Friday, March 4, 2016

The Necessity of Empirical Knowledge

There are things which are known without regard to sense experience. The truths of geometry are self-evident, as are the conclusions of deductive arguments like the old 'Socrates is mortal.'

But such truths cannot yield other truths. This sort of reasoning cannot lead to anything else than is already known. The truths are ultimately tautologies. 'A is A' and 'A is not not A' do not tell me anything new. Nothing else than what is contained in the subject. And even truths of mathematics like 7+5=12 requires something other than is in the notions 5, 7, and 12 (once we have these notions, however, the truth of mathematics require no further experience for their truth).

Experience is what gives us new information. Experience is the content of our concepts. Analytic concepts which require no new experience to know are themselves derived from experience at some point. They are the products of the condensation and distilling of experiences, by our own activity, whether we are aware of it or not.

Our concepts are given the impression of universality because of external conditions which are stronger than individual will. Our species life is what gives commonality amongst other humans and with animals to different extents due to our common biological descent.

The other reason for the seeming immutability of our conceptions, and equally as hard for most humans to comprehend, is that the nature of consciousness imposes conditions on our knowledge. To understand the world, the purpose of which is self-preservation, it is entirely unnecessary to be aware of or remember everything. Only what is advantageous to maintaining difference with the environment to continue bodily motion is sufficient for life. This selectivity, due to our limited budget of energy expenditure, is responsible for our notions of space, time, and causality, which are the basis for scientific or objective knowledge [As is the existence of rest mass].

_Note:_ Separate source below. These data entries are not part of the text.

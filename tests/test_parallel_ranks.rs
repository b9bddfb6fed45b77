use fastcauldron::prelude::*;
use fastcauldron::StrError;

/// Holds what one rank sees after preparing a time step
struct RankView {
    stencil_width: usize,
    active_elements: usize,
    columns: Vec<((usize, usize), Vec<usize>)>,
}

fn prepare(comm: Box<dyn Communicator>, weights: &[f64], age: f64) -> Result<RankView, StrError> {
    let project = SampleProjects::single_formation(7, 5, weights);
    let mut config = Config::new();
    config.set_solve_flow_equations(true)?;
    let mut sim = FastcauldronSimulator::new(project, config, comm)?;
    if !sim.set_calculation_mode(CalculationMode::HydrostaticDarcy)? {
        return Err("cannot start the calculation mode");
    }
    sim.prepare_time_step(age)?;
    let subdomain = &sim.flow_handler().ok_or("no flow handler")?.subdomains()[0];
    let columns = sim
        .mesh()
        .ok_or("no mesh")?
        .nodes
        .owned()
        .iter()
        .map(|(i, j)| ((i, j), subdomain.dof_numbering().column(i, j).to_vec()))
        .collect();
    Ok(RankView {
        stencil_width: subdomain.stencil_width(),
        active_elements: sim.number_of_active_elements()?,
        columns,
    })
}

fn check_agreement(n_ranks: usize) -> Result<(), StrError> {
    let weights = [1.0, 0.0, 0.0, 1.0, 1.0, 0.0];
    let serial = prepare(Box::new(SerialComm), &weights, 0.0)?;
    assert_eq!(serial.stencil_width, 2);
    let views = run_ranks(n_ranks, |comm| prepare(Box::new(comm), &weights, 0.0));
    let mut n_columns = 0;
    for view in views {
        let view = view?;
        assert_eq!(view.stencil_width, serial.stencil_width);
        assert_eq!(view.active_elements, serial.active_elements);
        for (node, column) in &view.columns {
            let expected = serial.columns.iter().find(|(n, _)| n == node).unwrap();
            assert_eq!(column, &expected.1);
        }
        n_columns += view.columns.len();
    }
    assert_eq!(n_columns, serial.columns.len());
    Ok(())
}

#[test]
fn two_ranks_agree_with_one_rank() -> Result<(), StrError> {
    check_agreement(2)
}

#[test]
fn four_ranks_agree_with_one_rank() -> Result<(), StrError> {
    check_agreement(4)
}

#[test]
fn stencil_width_is_the_global_maximum() -> Result<(), StrError> {
    // the degenerate segments exist on the right half of the basin only
    let views = run_ranks(2, |comm| -> Result<usize, StrError> {
        let mut project = SampleProjects::single_formation(7, 5, &[1.0; 4]);
        let mut thickness = vec![100.0; 7 * 5];
        for j in 0..5 {
            for i in 5..7 {
                thickness[j * 7 + i] = 0.0;
            }
        }
        project.formations[0].present_day_thickness = fastcauldron::simulator::ThicknessMap::Nodal(thickness);
        let mut config = Config::new();
        config.set_solve_flow_equations(true)?;
        let mut sim = FastcauldronSimulator::new(project, config, Box::new(comm))?;
        sim.set_calculation_mode(CalculationMode::HydrostaticDarcy)?;
        sim.prepare_time_step(0.0)?;
        Ok(sim.flow_handler().ok_or("no flow handler")?.subdomains()[0].stencil_width())
    });
    for width in views {
        assert_eq!(width?, 4);
    }
    Ok(())
}

#[test]
fn collectives_called_in_different_order_fail() {
    let results = run_ranks(2, |comm| {
        let collective = Collective::new(Box::new(comm));
        if collective.rank() == 0 {
            collective.global_sum(1).map(|_| ())
        } else {
            collective.global_any(true).map(|_| ())
        }
    });
    for result in results {
        assert_eq!(
            result.err(),
            Some("collective operations were called in different order across ranks")
        );
    }
}
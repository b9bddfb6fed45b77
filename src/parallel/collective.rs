use super::{Communicator, SerialComm};
use crate::grid::{IndexRange, LocalArray2D, LocalArray3D};
use crate::StrError;
use serde::de::DeserializeOwned;
use serde::Serialize;
use std::cell::Cell;

/// Implements the collective operations available to the simulator
///
/// Every operation is named and numbered. The name and sequence number travel
/// with the data, so a rank that issues a different operation (or skips one)
/// makes all ranks fail with an error instead of silently combining unrelated
/// values. The only operations are:
///
/// * `global_sum` -- sum of one count per rank
/// * `global_max` -- maximum of one count per rank
/// * `global_any` -- logical OR of one flag per rank
/// * `ghost_exchange_2d`/`ghost_exchange_3d` -- refresh of the ghost entries of a local array
///
/// **Important:** every rank must call the same operations in the same order,
/// so none of them may be called from a branch that depends on rank-local data.
pub struct Collective {
    /// Underlying message-passing substrate
    comm: Box<dyn Communicator>,

    /// Number of operations issued so far
    sequence: Cell<usize>,
}

impl Collective {
    /// Allocates a new instance
    pub fn new(comm: Box<dyn Communicator>) -> Self {
        Collective {
            comm,
            sequence: Cell::new(0),
        }
    }

    /// Allocates an instance for a single-rank run
    pub fn serial() -> Self {
        Collective::new(Box::new(SerialComm))
    }

    /// Returns the rank of this process
    pub fn rank(&self) -> usize {
        self.comm.rank()
    }

    /// Returns the number of ranks
    pub fn size(&self) -> usize {
        self.comm.size()
    }

    /// Returns the number of operations issued so far
    pub fn sequence(&self) -> usize {
        self.sequence.get()
    }

    /// Returns the sum over all ranks
    pub fn global_sum(&self, value: usize) -> Result<usize, StrError> {
        let all = self.gather("global_sum", value)?;
        Ok(all.iter().sum())
    }

    /// Returns the maximum over all ranks
    pub fn global_max(&self, value: usize) -> Result<usize, StrError> {
        let all = self.gather("global_max", value)?;
        Ok(all.iter().copied().max().unwrap_or(0))
    }

    /// Returns true if the flag is true on any rank
    pub fn global_any(&self, flag: bool) -> Result<bool, StrError> {
        let all = self.gather("global_any", flag)?;
        Ok(all.iter().any(|f| *f))
    }

    /// Refreshes the ghost entries of a 2-D array with the values of their owners
    ///
    /// The owned ranges of all ranks must tile the global grid.
    pub fn ghost_exchange_2d<T>(&self, array: &mut LocalArray2D<T>) -> Result<(), StrError>
    where
        T: Clone + Serialize + DeserializeOwned,
    {
        let block = (*array.owned(), array.owned_values());
        let blocks = self.gather("ghost_exchange_2d", block)?;
        let ghosted = *array.ghosted();
        let owned = *array.owned();
        for (i, j) in ghosted.iter() {
            if owned.contains(i, j) {
                continue;
            }
            let (range, values) = find_owner(&blocks, i, j)?;
            array[(i, j)] = values[offset_2d(range, i, j)].clone();
        }
        Ok(())
    }

    /// Refreshes the ghost columns of a 3-D array with the values of their owners
    ///
    /// The owned ranges of all ranks must tile the global grid and all ranks
    /// must have the same column length.
    pub fn ghost_exchange_3d<T>(&self, array: &mut LocalArray3D<T>) -> Result<(), StrError>
    where
        T: Clone + Serialize + DeserializeOwned,
    {
        let len_k = array.len_k();
        let block = (*array.owned(), array.owned_values());
        let lengths = self.gather("ghost_exchange_3d_len", len_k)?;
        let blocks = self.gather("ghost_exchange_3d", block)?;
        if lengths.iter().any(|n| *n != len_k) {
            return Err("ghost exchange requires the same column length on all ranks");
        }
        let ghosted = *array.ghosted();
        let owned = *array.owned();
        for (i, j) in ghosted.iter() {
            if owned.contains(i, j) {
                continue;
            }
            let (range, values) = find_owner(&blocks, i, j)?;
            let start = offset_2d(range, i, j) * len_k;
            array.column_mut(i, j).clone_from_slice(&values[start..start + len_k]);
        }
        Ok(())
    }

    /// Gathers a value from all ranks after checking that all ranks issued the same operation
    fn gather<T>(&self, operation: &'static str, value: T) -> Result<Vec<T>, StrError>
    where
        T: Serialize + DeserializeOwned,
    {
        let seq = self.sequence.get();
        self.sequence.set(seq + 1);
        let all: Vec<(String, usize, T)> = self.comm.all_gather(&(operation.to_string(), seq, value))?;
        if all.iter().any(|(op, s, _)| *op != operation || *s != seq) {
            log::error!("rank {} issued {} (#{}) out of order", self.rank(), operation, seq);
            return Err("collective operations were called in different order across ranks");
        }
        Ok(all.into_iter().map(|(_, _, v)| v).collect())
    }
}

/// Finds the block owning (i,j)
fn find_owner<T>(blocks: &[(IndexRange, Vec<T>)], i: usize, j: usize) -> Result<(&IndexRange, &[T]), StrError> {
    match blocks.iter().find(|(range, _)| range.contains(i, j)) {
        Some((range, values)) => Ok((range, values)),
        None => Err("ghost entry is not owned by any rank"),
    }
}

/// Returns the position of (i,j) in the owned values of a block (i runs fastest)
fn offset_2d(range: &IndexRange, i: usize, j: usize) -> usize {
    (j - range.first_j) * range.len_i() + (i - range.first_i)
}

////////////////////////////////////////////////////////////////////////////////////////////////////////////////////////

#[cfg(test)]
mod tests {
    use super::Collective;
    use crate::grid::{IndexRange, LocalArray2D, LocalArray3D};
    use crate::parallel::{run_ranks, Partition};
    use crate::StrError;

    #[test]
    fn serial_reductions_work() -> Result<(), StrError> {
        let coll = Collective::serial();
        assert_eq!(coll.rank(), 0);
        assert_eq!(coll.size(), 1);
        assert_eq!(coll.global_sum(3)?, 3);
        assert_eq!(coll.global_max(4)?, 4);
        assert_eq!(coll.global_any(false)?, false);
        assert_eq!(coll.sequence(), 3);
        Ok(())
    }

    #[test]
    fn reductions_work_on_four_ranks() {
        let results = run_ranks(4, |comm| {
            let coll = Collective::new(Box::new(comm));
            let r = coll.rank();
            let sum = coll.global_sum(r + 1).unwrap();
            let max = coll.global_max(10 * r).unwrap();
            let any = coll.global_any(r == 2).unwrap();
            (sum, max, any)
        });
        for r in results {
            assert_eq!(r, (10, 30, true));
        }
    }

    #[test]
    fn out_of_order_operations_are_detected() {
        let results = run_ranks(2, |comm| {
            let coll = Collective::new(Box::new(comm));
            if coll.rank() == 0 {
                coll.global_sum(1).err()
            } else {
                coll.global_max(1).err()
            }
        });
        for r in results {
            assert_eq!(r, Some("collective operations were called in different order across ranks"));
        }
    }

    #[test]
    fn ghost_exchange_2d_works() {
        let results = run_ranks(4, |comm| {
            let coll = Collective::new(Box::new(comm));
            let partition = Partition::with_layout(4, 4, 2, 2).unwrap();
            let owned = partition.owned_range(coll.rank()).unwrap();
            let ghosted = owned.expanded(1, 3, 3);
            let mut a = LocalArray2D::new(owned, ghosted, usize::MAX);
            for (i, j) in owned.iter() {
                a[(i, j)] = 100 * j + i;
            }
            coll.ghost_exchange_2d(&mut a).unwrap();
            a
        });
        for a in results {
            for ((i, j), v) in a.iter() {
                assert_eq!(*v, 100 * j + i);
            }
        }
    }

    #[test]
    fn ghost_exchange_3d_works() {
        let results = run_ranks(2, |comm| {
            let coll = Collective::new(Box::new(comm));
            let partition = Partition::with_layout(4, 1, 2, 1).unwrap();
            let owned = partition.owned_range(coll.rank()).unwrap();
            let ghosted = owned.expanded(1, 3, 0);
            let mut a = LocalArray3D::new(owned, ghosted, 2, 0.0);
            for (i, j) in owned.iter() {
                a.column_mut(i, j).copy_from_slice(&[i as f64, -(i as f64)]);
            }
            coll.ghost_exchange_3d(&mut a).unwrap();
            a
        });
        assert_eq!(results[0].column(2, 0), &[2.0, -2.0]);
        assert_eq!(results[1].column(1, 0), &[1.0, -1.0]);
    }

    #[test]
    fn ghost_exchange_3d_requires_same_length() {
        let results = run_ranks(2, |comm| {
            let coll = Collective::new(Box::new(comm));
            let owned = IndexRange::new(coll.rank(), coll.rank(), 0, 0);
            let ghosted = IndexRange::new(0, 1, 0, 0);
            let mut a = LocalArray3D::new(owned, ghosted, 1 + coll.rank(), 0);
            coll.ghost_exchange_3d(&mut a).err()
        });
        for r in results {
            assert_eq!(r, Some("ghost exchange requires the same column length on all ranks"));
        }
    }
}
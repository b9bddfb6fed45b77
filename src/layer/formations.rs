use super::{ElementRef, LayerProps};
use crate::base::VolumeFace;
use crate::grid::MapElementArray;
use crate::simulator::{FormationRecord, Mesh};
use crate::StrError;
use std::ops::{Index, IndexMut};

/// Identifies a formation by its position in the registry (0 is the top formation)
#[derive(Clone, Copy, Debug, Eq, Hash, Ord, PartialEq, PartialOrd)]
pub struct FormationId(pub usize);

/// Holds all formations of the basin, from the top to the bottom of the stratigraphy
///
/// The registry is the sole owner of the formations; everything else refers to
/// them by [FormationId].
pub struct Formations {
    layers: Vec<LayerProps>,
}

impl Formations {
    /// Allocates the formations from their records (top to bottom)
    pub fn new(records: &[FormationRecord]) -> Self {
        Formations {
            layers: records
                .iter()
                .enumerate()
                .map(|(index, record)| LayerProps::new(FormationId(index), record))
                .collect(),
        }
    }

    /// Returns the number of formations
    pub fn len(&self) -> usize {
        self.layers.len()
    }

    /// Returns true if there are no formations
    pub fn is_empty(&self) -> bool {
        self.layers.is_empty()
    }

    /// Returns the formation with the given id
    pub fn get(&self, id: FormationId) -> Option<&LayerProps> {
        self.layers.get(id.0)
    }

    /// Returns the mutable formation with the given id
    pub fn get_mut(&mut self, id: FormationId) -> Option<&mut LayerProps> {
        self.layers.get_mut(id.0)
    }

    /// Returns an iterator over the formations (top to bottom)
    pub fn iter(&self) -> impl Iterator<Item = &LayerProps> {
        self.layers.iter()
    }

    /// Returns a mutable iterator over the formations (top to bottom)
    pub fn iter_mut(&mut self) -> impl Iterator<Item = &mut LayerProps> {
        self.layers.iter_mut()
    }

    /// Returns the id of the formation with the given name
    pub fn find(&self, name: &str) -> Option<FormationId> {
        self.layers.iter().find(|l| l.name == name).map(|l| l.id)
    }

    /// Returns the ids of the sediments (top to bottom)
    pub fn sediment_ids(&self) -> Vec<FormationId> {
        self.layers.iter().filter(|l| l.is_sediment()).map(|l| l.id).collect()
    }

    /// Returns true if the basement has both a crust and a mantle
    pub fn has_crust_and_mantle(&self) -> bool {
        self.layers.iter().any(|l| l.is_crust()) && self.layers.iter().any(|l| l.is_mantle())
    }

    /// Applies the element height refinement overrides
    ///
    /// The numbered overrides (formation index, factor) are applied first, then
    /// the named overrides (formation name, factor).
    pub fn set_depth_refinement_factors(&mut self, numbered: &[String], named: &[String]) -> Result<(), StrError> {
        if numbered.len() % 2 != 0 || named.len() % 2 != 0 {
            return Err("refinement arguments must come in (formation, factor) pairs");
        }
        for pair in numbered.chunks(2) {
            let index: usize = pair[0]
                .trim()
                .parse()
                .map_err(|_| "formation index in refinement arguments must be a non-negative integer")?;
            if index >= self.layers.len() {
                return Err("formation index in refinement arguments is out of range");
            }
            let factor = parse_factor(&pair[1])?;
            self.layers[index].set_depth_refinement_factor(factor)?;
        }
        for pair in named.chunks(2) {
            let id = self.find(pair[0].trim()).ok_or("unknown formation name in refinement arguments")?;
            let factor = parse_factor(&pair[1])?;
            self.layers[id.0].set_depth_refinement_factor(factor)?;
        }
        Ok(())
    }

    /// Sets the number of active elements of every formation at the given age
    pub fn find_active_elements(&mut self, age: f64) {
        for layer in &mut self.layers {
            layer.find_active_elements(age);
        }
    }

    /// Builds the thickness histories and the elements of every formation and connects them vertically
    pub fn initialise(&mut self, mesh: &Mesh) -> Result<(), StrError> {
        for layer in &mut self.layers {
            layer.initialise(mesh)?;
        }
        self.connect_elements(&mesh.map);
        Ok(())
    }

    /// Links the bottom element of each formation to the top element of the formation below
    pub fn connect_elements(&mut self, map: &MapElementArray) {
        for index in 1..self.layers.len() {
            let (head, tail) = self.layers.split_at_mut(index);
            let above = &mut head[index - 1];
            let below = &mut tail[0];
            let n_above = above.get_maximum_number_of_elements();
            if n_above == 0 || below.get_maximum_number_of_elements() == 0 {
                continue;
            }
            for (i, j) in map.ghosted().iter() {
                if !map.is_valid(i, j) {
                    continue;
                }
                let top_of_below = ElementRef {
                    formation: below.id,
                    i,
                    j,
                    k: 0,
                };
                let bottom_of_above = ElementRef {
                    formation: above.id,
                    i,
                    j,
                    k: n_above - 1,
                };
                if let Some(e) = above.element_mut(i, j, n_above - 1) {
                    e.neighbours[VolumeFace::Deep.index()] = Some(top_of_below);
                }
                if let Some(e) = below.element_mut(i, j, 0) {
                    e.neighbours[VolumeFace::Shallow.index()] = Some(bottom_of_above);
                }
            }
        }
    }

    /// Sets the element activity of every formation at the given age
    pub fn set_layer_element_activity(&mut self, map: &MapElementArray, age: f64) {
        for layer in &mut self.layers {
            layer.set_layer_element_activity(map, age);
        }
    }

    /// Allocates the field vectors of newly active formations and returns how many were allocated
    pub fn allocate_new_vecs(&mut self, mesh: &Mesh, surface_temperature: f64) -> usize {
        self.layers
            .iter_mut()
            .map(|l| l.allocate_new_vecs(mesh, surface_temperature))
            .filter(|allocated| *allocated)
            .count()
    }

    /// Resets the field vectors of all formations
    pub fn re_initialise(&mut self, surface_temperature: f64) {
        for layer in &mut self.layers {
            layer.re_initialise(surface_temperature);
        }
    }
}

impl Index<FormationId> for Formations {
    type Output = LayerProps;
    fn index(&self, id: FormationId) -> &Self::Output {
        &self.layers[id.0]
    }
}

impl IndexMut<FormationId> for Formations {
    fn index_mut(&mut self, id: FormationId) -> &mut Self::Output {
        &mut self.layers[id.0]
    }
}

fn parse_factor(text: &str) -> Result<usize, StrError> {
    match text.trim().parse::<usize>() {
        Ok(factor) if factor >= 1 => Ok(factor),
        _ => Err("refinement factor must be a positive integer"),
    }
}

////////////////////////////////////////////////////////////////////////////////////////////////////////////////////////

Reality is radically pluralistic, even as it is 'one' reality. One only knows something in relation to something else. Everything comes together and apart; invades each other's personal space. We attempt to impose unity or a false pluralism where similar things come grouped together under a set of arbitrary rules. Any thought we have is accompanied by a physical action, not by some mechanical relationship, but in that they are different aspects of the same thing. They are material, they are sensual.